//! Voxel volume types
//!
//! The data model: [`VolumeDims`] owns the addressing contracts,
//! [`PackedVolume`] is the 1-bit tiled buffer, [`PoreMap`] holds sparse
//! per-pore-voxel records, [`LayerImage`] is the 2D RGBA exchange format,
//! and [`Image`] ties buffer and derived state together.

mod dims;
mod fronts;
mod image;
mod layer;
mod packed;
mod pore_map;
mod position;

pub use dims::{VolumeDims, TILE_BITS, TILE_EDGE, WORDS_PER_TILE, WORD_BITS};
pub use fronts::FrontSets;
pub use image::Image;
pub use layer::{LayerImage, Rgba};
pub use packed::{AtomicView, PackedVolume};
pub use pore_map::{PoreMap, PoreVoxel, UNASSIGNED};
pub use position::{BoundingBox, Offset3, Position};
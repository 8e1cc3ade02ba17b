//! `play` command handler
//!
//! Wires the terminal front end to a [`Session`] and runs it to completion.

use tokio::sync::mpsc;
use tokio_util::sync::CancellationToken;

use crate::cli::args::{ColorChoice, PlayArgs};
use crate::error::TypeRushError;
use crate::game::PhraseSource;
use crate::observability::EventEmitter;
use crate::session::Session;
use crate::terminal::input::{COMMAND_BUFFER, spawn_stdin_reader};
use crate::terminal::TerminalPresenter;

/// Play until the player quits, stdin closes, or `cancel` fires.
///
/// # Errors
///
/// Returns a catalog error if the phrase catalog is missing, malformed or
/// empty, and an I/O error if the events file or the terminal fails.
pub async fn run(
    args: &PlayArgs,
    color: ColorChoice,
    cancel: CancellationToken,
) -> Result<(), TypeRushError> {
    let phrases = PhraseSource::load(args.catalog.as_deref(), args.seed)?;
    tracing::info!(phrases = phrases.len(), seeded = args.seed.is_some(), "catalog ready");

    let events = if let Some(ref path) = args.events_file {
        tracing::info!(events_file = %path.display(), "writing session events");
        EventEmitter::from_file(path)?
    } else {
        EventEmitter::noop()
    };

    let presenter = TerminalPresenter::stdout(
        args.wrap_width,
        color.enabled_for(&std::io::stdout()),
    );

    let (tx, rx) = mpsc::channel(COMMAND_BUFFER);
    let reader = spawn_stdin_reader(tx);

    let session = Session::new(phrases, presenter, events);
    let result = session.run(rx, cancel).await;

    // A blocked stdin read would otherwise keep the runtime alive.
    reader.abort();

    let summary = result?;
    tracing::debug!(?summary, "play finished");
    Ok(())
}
########
The problem
Each line in the data that holds the string "args" needs to be copied.

Response area
use crate::cli::args::{ColorChoice, PlayArgs};
    args: &PlayArgs,
    let phrases = PhraseSource::load(args.catalog.as_deref(), args.seed)?;
    tracing::info!(phrases = phrases.len(), seeded = args.seed.is_some(), "catalog ready");
    let events = if let Some(ref path) = args.events_file {
        args.wrap_width,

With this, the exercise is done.